Командиром полка у нас был майор Мамчур, молодой тридцатилетний мужик. На полк его поставили, вероятно, за громкий голос. Слышно его было от КПП до тыловых ворот. Вскоре он уехал на курсы в академию, а командиром стал комполка по допштату, есть такая должность, старый подполковник Стромко, бывший комбат нашего второго ТБ. В свой батальон он наведывался часто и среди солдат и офицеров о нем ходили легенды.

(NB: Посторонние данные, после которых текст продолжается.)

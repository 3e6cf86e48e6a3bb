//! Cache store layer
//!
//! The single source of truth for UI consumption. Rows are written only by
//! mediators (through the mappers) and the mutation engine; the UI reads
//! them through reactive subscriptions.

mod models;
mod store;

#[cfg(test)]
mod store_test;

pub use models::*;
pub use store::{CacheStore, ChangeEvent, TimelineItem};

Сидит комбат Стромко в штабе батальона, в дверях офицер с чемоданом, докладывает: прибыл для дальнейшего прохождения. лейтенант.
— Садись, лейтенант! — говорит Стромко и открывает журнал. — Из какого училища? Не женат? Хорошо! — записывает.
— Водку пьешь?
— Никак нет!
— Верю, — записывает: «водку не пьет». — Вот тебе, лейтенант, три рубля, сбегай за водкой — это приказ!
Лейтенант приносит водку. Стромко достает из тумбочки кружку и засохший бутерброд. Наливает.
— Пей, лейтенант, тебе командир приказывает!
Лейтенант выпивает водку, комбат прячет в тумбочку бутерброд и делает запись в журнале: «водку пьет».
— Товарищ подполковник.
— Идите спать, товарищ лейтенант, вы пьяны!
Это у подполковника называлось «проверкой на сообразительность». Через две-три таких проверки лейтенанты выучивались еще и думать, что им надлежит выполнять, а что и не следует. А командиром подполковник Стромко был хорошим, лучше крикуна Мамчура.
Комбат учил меня не только топографии, но и стрелять из пистолета, разбирать пулемет, пользоваться радиостанциями (на командирской машине их две), приборами навигации.